* _TASK TO COMPLETE_: Of the lines below, copy those that hold the word "fetch".

Records from a data collection

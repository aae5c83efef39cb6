use anyhow::{Context, Result};
use clap::Parser;
use forexbot::api::credentials::API_KEY_ENV;
use forexbot::api::{AllCashClient, BrokerGateway, EnvTokenRefresher, TradingViewClient};
use forexbot::config::{BotConfig, DEFAULT_CONFIG_PATH};
use forexbot::execution::{ExecutorSettings, TradeExecutor};
use forexbot::logging::setup_logging;
use forexbot::scheduler::Scheduler;
use forexbot::strategy::{AnalyzerSettings, MarketAnalyzer};
use std::path::{Path, PathBuf};
use std::sync::Arc;

#[derive(Parser)]
#[command(name = "forexbot")]
#[command(version, about = "RSI/EMA forex trading bot for the AllCash broker")]
struct Cli {
    /// Settings file (created with defaults if missing)
    #[arg(short, long, default_value = DEFAULT_CONFIG_PATH)]
    config: PathBuf,

    /// Log level, overrides the settings file
    #[arg(short, long)]
    log_level: Option<String>,

    /// Run a single cycle and exit
    #[arg(long)]
    once: bool,
}

#[tokio::main]
async fn main() -> Result<()> {
    dotenvy::dotenv().ok();
    let cli = Cli::parse();

    let config = BotConfig::load_or_init(&cli.config);

    let level = cli.log_level.as_deref().unwrap_or(&config.log_level);
    let _log_guard = setup_logging(level, config.log_dir.as_deref().map(Path::new));

    tracing::info!("🚀 Forex bot starting");
    tracing::info!("Configuration loaded from {}", cli.config.display());

    let api_key = resolve_api_key(&config, &cli.config)?;

    // Broker
    let broker = AllCashClient::new(api_key)
        .with_base_url(&config.broker_base_url)
        .with_demo(config.demo_mode)
        .with_trade_duration(config.trade_duration_minutes)
        .with_refresher(Arc::new(EnvTokenRefresher::new().persist_to(&cli.config)));
    let broker: Arc<dyn BrokerGateway> = Arc::new(broker);
    tracing::info!("Broker API initialized. Demo mode: {}", config.demo_mode);

    log_account_summary(broker.as_ref()).await;

    // Analysis
    let indicators = TradingViewClient::with_rate_limit(
        config.ema_fast_period,
        config.ema_slow_period,
        config.indicator_requests_per_minute,
    );
    let analyzer = MarketAnalyzer::new(Arc::new(indicators), AnalyzerSettings::from(&config));

    let executor = Arc::new(TradeExecutor::new(broker, ExecutorSettings::from(&config)));
    let scheduler = Scheduler::new(analyzer, executor, config.schedule_interval());

    tracing::info!("\n📊 Configuration:");
    tracing::info!("  Pairs: {}", config.forex_pairs.join(", "));
    tracing::info!("  Interval: {}", config.interval());
    tracing::info!("  Trade amount: {:.2}", config.trade_amount);
    tracing::info!(
        "  TP/SL: {}/{} pips",
        config.take_profit_pips,
        config.stop_loss_pips
    );
    tracing::info!("  Max trades per day: {}", config.max_trades_per_day);

    if cli.once {
        let report = scheduler.run_cycle().await;
        println!(
            "Cycle finished in {:.2}s: {} closed, {} signal(s), {} order(s) placed",
            report.duration.as_secs_f64(),
            report.reconciled_closed,
            report.signals,
            report.executed.len()
        );
        for order_id in &report.executed {
            println!("  order {}", order_id);
        }
        println!(
            "Trades today: {}/{}",
            scheduler.executor().trades_today().await,
            config.max_trades_per_day
        );
        return Ok(());
    }

    scheduler.start();
    tracing::info!("\nPress Ctrl+C to stop...\n");

    tokio::signal::ctrl_c()
        .await
        .context("Failed to listen for Ctrl+C")?;
    tracing::info!("\n⚠️  Received Ctrl+C, shutting down...");

    scheduler.stop().await;
    tracing::info!("👋 Forex bot stopped");
    Ok(())
}

/// Environment key wins over the stored one and is written back when they differ
fn resolve_api_key(config: &BotConfig, config_path: &Path) -> Result<String> {
    let from_env = std::env::var(API_KEY_ENV)
        .ok()
        .map(|key| key.trim().to_string())
        .filter(|key| !key.is_empty());

    let api_key = from_env
        .clone()
        .or_else(|| config.api_key.clone())
        .filter(|key| !key.is_empty())
        .with_context(|| {
            format!(
                "API key not found. Set {} or add api_key to {}",
                API_KEY_ENV,
                config_path.display()
            )
        })?;

    if from_env.is_some() && config.api_key.as_deref() != Some(api_key.as_str()) {
        BotConfig::update_api_key(config_path, &api_key)
            .with_context(|| format!("Failed to store API key in {}", config_path.display()))?;
    }

    Ok(api_key)
}

async fn log_account_summary(broker: &dyn BrokerGateway) {
    match broker.account_info().await {
        Ok(account) => tracing::info!(
            "💰 Account balance: {} {} (equity {})",
            account
                .balance
                .map(|b| format!("{:.2}", b))
                .unwrap_or_else(|| "n/a".to_string()),
            account.currency.as_deref().unwrap_or(""),
            account
                .equity
                .map(|e| format!("{:.2}", e))
                .unwrap_or_else(|| "n/a".to_string()),
        ),
        Err(e) => tracing::warn!("Failed to fetch account info: {}", e),
    }

    match broker.open_positions().await {
        Ok(positions) => tracing::info!("Open positions at broker: {}", positions.len()),
        Err(e) => tracing::warn!("Failed to fetch open positions: {}", e),
    }
}
use async_trait::async_trait;
use std::path::PathBuf;

use crate::config::BotConfig;
use crate::error::BrokerError;

pub const API_KEY_ENV: &str = "ALLCASH_API_KEY";

/// Supplies a fresh bearer credential after the broker rejected the current one
#[async_trait]
pub trait TokenRefresher: Send + Sync {
    async fn refresh(&self) -> Result<String, BrokerError>;
}

/// Rereads the API key from the environment (and `.env`), persisting rotated keys
pub struct EnvTokenRefresher {
    var: String,
    config_path: Option<PathBuf>,
}

impl EnvTokenRefresher {
    pub fn new() -> Self {
        Self {
            var: API_KEY_ENV.to_string(),
            config_path: None,
        }
    }

    pub fn with_var(mut self, var: impl Into<String>) -> Self {
        self.var = var.into();
        self
    }

    /// Write renewed keys back to this settings file
    pub fn persist_to(mut self, config_path: impl Into<PathBuf>) -> Self {
        self.config_path = Some(config_path.into());
        self
    }
}

impl Default for EnvTokenRefresher {
    fn default() -> Self {
        Self::new()
    }
}

#[async_trait]
impl TokenRefresher for EnvTokenRefresher {
    async fn refresh(&self) -> Result<String, BrokerError> {
        // Pick up a key rotated into .env while running
        dotenvy::dotenv_override().ok();

        let token = std::env::var(&self.var)
            .ok()
            .map(|v| v.trim().to_string())
            .filter(|v| !v.is_empty())
            .ok_or_else(|| BrokerError::Credential(format!("{} is not set", self.var)))?;

        if let Some(path) = &self.config_path {
            if let Err(e) = BotConfig::update_api_key(path, &token) {
                tracing::warn!("Failed to persist rotated API key to {}: {}", path.display(), e);
            }
        }

        tracing::info!("Broker credential renewed from {}", self.var);
        Ok(token)
    }
}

* _SOLUTION_:
        Err(e) => tracing::warn!("Failed to fetch account info: {}", e),
        Err(e) => tracing::warn!("Failed to fetch open positions: {}", e),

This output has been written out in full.